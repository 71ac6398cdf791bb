// SPDX-License-Identifier: Apache-2.0
// Copyright 2025 itsakeyfut
//
// Licensed under the Apache License, Version 2.0 (the "License");
// you may not use this file except in compliance with the License.
// You may obtain a copy of the License at
//
//     http://www.apache.org/licenses/LICENSE-2.0
//
// Unless required by applicable law or agreed to in writing, software
// distributed under the License is distributed on an "AS IS" BASIS,
// WITHOUT WARRANTIES OR CONDITIONS OF ANY KIND, either express or implied.
// See the License for the specific language governing permissions and
// limitations under the License.

//! In-memory filesystem
//!
//! A synchronous, process-local namespace that the emulator core reads and
//! writes directly. Paths are absolute and `/`-separated. Nodes are kept in
//! a sorted map keyed by their normalized path, so a parent always sorts
//! before its children.
//!
//! Every mutation bumps a generation counter and stamps the touched node
//! with it. The sync engine uses the stamps to find what changed since the
//! last export.

use super::error::FsError;
use chrono::Utc;
use std::collections::BTreeMap;

/// Node payload
#[derive(Debug, Clone, PartialEq, Eq)]
pub enum NodeKind {
    Directory,
    File(Vec<u8>),
}

/// Filesystem node
#[derive(Debug, Clone, PartialEq, Eq)]
pub struct Node {
    kind: NodeKind,
    generation: u64,
    modified_ms: i64,
}

impl Node {
    pub fn kind(&self) -> &NodeKind {
        &self.kind
    }

    pub fn is_dir(&self) -> bool {
        matches!(self.kind, NodeKind::Directory)
    }

    /// Generation of the last change to this node
    pub fn generation(&self) -> u64 {
        self.generation
    }

    /// Last modification time, milliseconds since the Unix epoch
    pub fn modified_ms(&self) -> i64 {
        self.modified_ms
    }
}

/// In-memory filesystem
#[derive(Debug, Clone)]
pub struct MemFs {
    nodes: BTreeMap<String, Node>,
    generation: u64,
    mount_point: Option<String>,
}

/// Normalize an absolute path
///
/// Empty components and `.` are dropped; `..` and relative paths are
/// refused.
pub fn normalize(path: &str) -> Result<String, FsError> {
    if !path.starts_with('/') {
        return Err(FsError::InvalidPath(path.to_string()));
    }

    let mut out = String::with_capacity(path.len());
    for component in path.split('/') {
        match component {
            "" | "." => continue,
            ".." => return Err(FsError::InvalidPath(path.to_string())),
            c => {
                out.push('/');
                out.push_str(c);
            }
        }
    }

    if out.is_empty() {
        out.push('/');
    }
    Ok(out)
}

/// Parent of a normalized path (the root is its own parent)
pub fn parent(path: &str) -> &str {
    match path.rsplit_once('/') {
        Some(("", _)) | None => "/",
        Some((parent, _)) => parent,
    }
}

/// Final component of a path
pub fn file_name(path: &str) -> &str {
    path.rsplit_once('/').map_or(path, |(_, name)| name)
}

/// Join a directory and a child name
pub fn join(dir: &str, name: &str) -> String {
    if dir.ends_with('/') {
        format!("{}{}", dir, name)
    } else {
        format!("{}/{}", dir, name)
    }
}

impl MemFs {
    /// Create a filesystem containing only the root directory
    pub fn new() -> Self {
        let mut nodes = BTreeMap::new();
        nodes.insert(
            "/".to_string(),
            Node {
                kind: NodeKind::Directory,
                generation: 0,
                modified_ms: Utc::now().timestamp_millis(),
            },
        );
        Self {
            nodes,
            generation: 0,
            mount_point: None,
        }
    }

    /// Current generation counter
    pub fn generation(&self) -> u64 {
        self.generation
    }

    /// Directory backed by the durable store, if mounted
    pub fn mount_point(&self) -> Option<&str> {
        self.mount_point.as_deref()
    }

    /// Create the mount directory (and its ancestors) and mark it as
    /// durable-backed
    pub fn mount(&mut self, path: &str) -> Result<(), FsError> {
        let path = normalize(path)?;
        let mut current = String::new();
        for component in path.split('/').filter(|c| !c.is_empty()) {
            current.push('/');
            current.push_str(component);
            match self.mkdir(&current) {
                Ok(()) | Err(FsError::AlreadyExists(_)) => {}
                Err(e) => return Err(e),
            }
        }
        log::debug!("Mounted durable store at {}", path);
        self.mount_point = Some(path);
        Ok(())
    }

    fn next_generation(&mut self) -> u64 {
        self.generation += 1;
        self.generation
    }

    fn check_parent(&self, path: &str) -> Result<(), FsError> {
        let parent = parent(path);
        match self.nodes.get(parent) {
            None => Err(FsError::NotFound(parent.to_string())),
            Some(node) if !node.is_dir() => Err(FsError::NotADirectory(parent.to_string())),
            Some(_) => Ok(()),
        }
    }

    /// Create a single directory
    ///
    /// # Errors
    ///
    /// - `AlreadyExists` if a directory is already there
    /// - `FileExists` if a regular file occupies the path
    /// - `NotFound` / `NotADirectory` if the parent is missing or a file
    pub fn mkdir(&mut self, path: &str) -> Result<(), FsError> {
        let path = normalize(path)?;
        if let Some(node) = self.nodes.get(&path) {
            return Err(if node.is_dir() {
                FsError::AlreadyExists(path)
            } else {
                FsError::FileExists(path)
            });
        }
        self.check_parent(&path)?;

        let generation = self.next_generation();
        self.nodes.insert(
            path,
            Node {
                kind: NodeKind::Directory,
                generation,
                modified_ms: Utc::now().timestamp_millis(),
            },
        );
        Ok(())
    }

    /// Write a file, replacing any existing file of the same name
    pub fn write_file(&mut self, path: &str, data: &[u8]) -> Result<(), FsError> {
        let path = normalize(path)?;
        self.write_node(path, data.to_vec(), Utc::now().timestamp_millis())
    }

    fn write_node(&mut self, path: String, data: Vec<u8>, modified_ms: i64) -> Result<(), FsError> {
        if self.nodes.get(&path).is_some_and(Node::is_dir) {
            return Err(FsError::IsADirectory(path));
        }
        self.check_parent(&path)?;

        let generation = self.next_generation();
        log::trace!("write {} ({} bytes, gen {})", path, data.len(), generation);
        self.nodes.insert(
            path,
            Node {
                kind: NodeKind::File(data),
                generation,
                modified_ms,
            },
        );
        Ok(())
    }

    /// Insert a node restored from the durable store
    ///
    /// Directories that already exist are left alone; files are
    /// overwritten and keep their stored modification time.
    pub fn restore(&mut self, path: &str, kind: NodeKind, modified_ms: i64) -> Result<(), FsError> {
        let path = normalize(path)?;
        match kind {
            NodeKind::Directory => match self.mkdir(&path) {
                Ok(()) | Err(FsError::AlreadyExists(_)) => Ok(()),
                Err(e) => Err(e),
            },
            NodeKind::File(data) => self.write_node(path, data, modified_ms),
        }
    }

    /// Read a file
    pub fn read_file(&self, path: &str) -> Result<&[u8], FsError> {
        let path = normalize(path)?;
        match self.nodes.get(&path) {
            None => Err(FsError::NotFound(path)),
            Some(Node {
                kind: NodeKind::File(data),
                ..
            }) => Ok(data),
            Some(_) => Err(FsError::IsADirectory(path)),
        }
    }

    pub fn exists(&self, path: &str) -> bool {
        normalize(path).is_ok_and(|p| self.nodes.contains_key(&p))
    }

    pub fn is_dir(&self, path: &str) -> bool {
        self.node(path).is_some_and(Node::is_dir)
    }

    pub fn is_file(&self, path: &str) -> bool {
        self.node(path).is_some_and(|n| !n.is_dir())
    }

    pub fn node(&self, path: &str) -> Option<&Node> {
        normalize(path).ok().and_then(|p| self.nodes.get(&p))
    }

    /// List the names of a directory's direct children, sorted
    pub fn read_dir(&self, path: &str) -> Result<Vec<String>, FsError> {
        let path = normalize(path)?;
        match self.nodes.get(&path) {
            None => return Err(FsError::NotFound(path)),
            Some(node) if !node.is_dir() => return Err(FsError::NotADirectory(path)),
            Some(_) => {}
        }

        let prefix = join(&path, "");
        Ok(self
            .nodes
            .range(prefix.clone()..)
            .take_while(|(p, _)| p.starts_with(&prefix))
            .map(|(p, _)| &p[prefix.len()..])
            .filter(|rest| !rest.is_empty() && !rest.contains('/'))
            .map(str::to_string)
            .collect())
    }

    /// Iterate over every node strictly below `root`, parents first
    pub fn descendants<'a>(&'a self, root: &str) -> impl Iterator<Item = (&'a str, &'a Node)> + 'a {
        let prefix = join(root, "");
        self.nodes
            .range(prefix.clone()..)
            .take_while(move |(p, _)| p.starts_with(&prefix))
            .map(|(p, n)| (p.as_str(), n))
    }

    /// Total number of nodes, root included
    pub fn len(&self) -> usize {
        self.nodes.len()
    }

    pub fn is_empty(&self) -> bool {
        self.nodes.len() <= 1
    }
}

impl Default for MemFs {
    fn default() -> Self {
        Self::new()
    }
}

#[cfg(test)]
mod tests {
    use super::*;

    #[test]
    fn test_normalize() {
        assert_eq!(normalize("/").unwrap(), "/");
        assert_eq!(normalize("/data//games/").unwrap(), "/data/games");
        assert_eq!(normalize("/data/./saves").unwrap(), "/data/saves");
        assert!(normalize("data").is_err());
        assert!(normalize("/data/../etc").is_err());
    }

    #[test]
    fn test_parent_and_name() {
        assert_eq!(parent("/data/games"), "/data");
        assert_eq!(parent("/data"), "/");
        assert_eq!(parent("/"), "/");
        assert_eq!(file_name("/data/games/zelda.gba"), "zelda.gba");
        assert_eq!(join("/data", "games"), "/data/games");
        assert_eq!(join("/", "data"), "/data");
    }

    #[test]
    fn test_mkdir_errors() {
        let mut fs = MemFs::new();
        fs.mkdir("/data").unwrap();
        assert_eq!(
            fs.mkdir("/data"),
            Err(FsError::AlreadyExists("/data".to_string()))
        );
        assert_eq!(
            fs.mkdir("/missing/child"),
            Err(FsError::NotFound("/missing".to_string()))
        );

        fs.write_file("/data/file", b"x").unwrap();
        assert_eq!(
            fs.mkdir("/data/file"),
            Err(FsError::FileExists("/data/file".to_string()))
        );
        assert_eq!(
            fs.mkdir("/data/file/sub"),
            Err(FsError::NotADirectory("/data/file".to_string()))
        );
    }

    #[test]
    fn test_write_and_overwrite() {
        let mut fs = MemFs::new();
        fs.mkdir("/data").unwrap();
        fs.write_file("/data/a.sav", b"one").unwrap();
        fs.write_file("/data/a.sav", b"two").unwrap();
        assert_eq!(fs.read_file("/data/a.sav").unwrap(), b"two");
        assert!(fs.is_file("/data/a.sav"));
        assert!(!fs.is_dir("/data/a.sav"));
    }

    #[test]
    fn test_write_requires_parent() {
        let mut fs = MemFs::new();
        assert!(matches!(
            fs.write_file("/nowhere/a.gba", b"x"),
            Err(FsError::NotFound(_))
        ));
        fs.mkdir("/dir").unwrap();
        assert!(matches!(
            fs.write_file("/dir", b"x"),
            Err(FsError::IsADirectory(_))
        ));
    }

    #[test]
    fn test_read_dir_lists_direct_children() {
        let mut fs = MemFs::new();
        fs.mount("/data").unwrap();
        fs.mkdir("/data/games").unwrap();
        fs.mkdir("/data/gamesx").unwrap();
        fs.write_file("/data/games/b.gba", b"b").unwrap();
        fs.write_file("/data/games/a.gba", b"a").unwrap();
        fs.mkdir("/data/games/sub").unwrap();
        fs.write_file("/data/games/sub/c.gba", b"c").unwrap();

        assert_eq!(
            fs.read_dir("/data/games").unwrap(),
            vec!["a.gba", "b.gba", "sub"]
        );
        assert_eq!(fs.read_dir("/data").unwrap(), vec!["games", "gamesx"]);
    }

    #[test]
    fn test_generation_tracks_changes() {
        let mut fs = MemFs::new();
        fs.mount("/data").unwrap();
        let before = fs.generation();
        fs.write_file("/data/x.sav", b"1").unwrap();
        let node = fs.node("/data/x.sav").unwrap();
        assert!(node.generation() > before);
        assert_eq!(node.generation(), fs.generation());

        // Failed operations leave the counter alone
        let gen = fs.generation();
        let _ = fs.mkdir("/data");
        assert_eq!(fs.generation(), gen);
    }

    #[test]
    fn test_mount_is_idempotent() {
        let mut fs = MemFs::new();
        fs.mount("/data/nested").unwrap();
        fs.mount("/data/nested").unwrap();
        assert!(fs.is_dir("/data"));
        assert_eq!(fs.mount_point(), Some("/data/nested"));
    }

    #[test]
    fn test_descendants_exclude_root_and_siblings() {
        let mut fs = MemFs::new();
        fs.mount("/data").unwrap();
        fs.mkdir("/data2").unwrap();
        fs.mkdir("/data/games").unwrap();

        let paths: Vec<&str> = fs.descendants("/data").map(|(p, _)| p).collect();
        assert_eq!(paths, vec!["/data/games"]);
    }

    #[test]
    fn test_restore_keeps_mtime() {
        let mut fs = MemFs::new();
        fs.mount("/data").unwrap();
        fs.restore("/data/games", NodeKind::Directory, 1).unwrap();
        fs.restore("/data/games", NodeKind::Directory, 1).unwrap();
        fs.restore("/data/games/a.gba", NodeKind::File(vec![1, 2]), 42)
            .unwrap();
        assert_eq!(fs.node("/data/games/a.gba").unwrap().modified_ms(), 42);
        assert_eq!(fs.read_file("/data/games/a.gba").unwrap(), &[1, 2]);
    }
}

-- EXERCISE INSTRUCTIONS --
Your answer should be each line from the preceding material in which the word "backed" occurs.

-- FINAL ANSWER --
    /// Directory backed by the durable store, if mounted
    /// durable-backed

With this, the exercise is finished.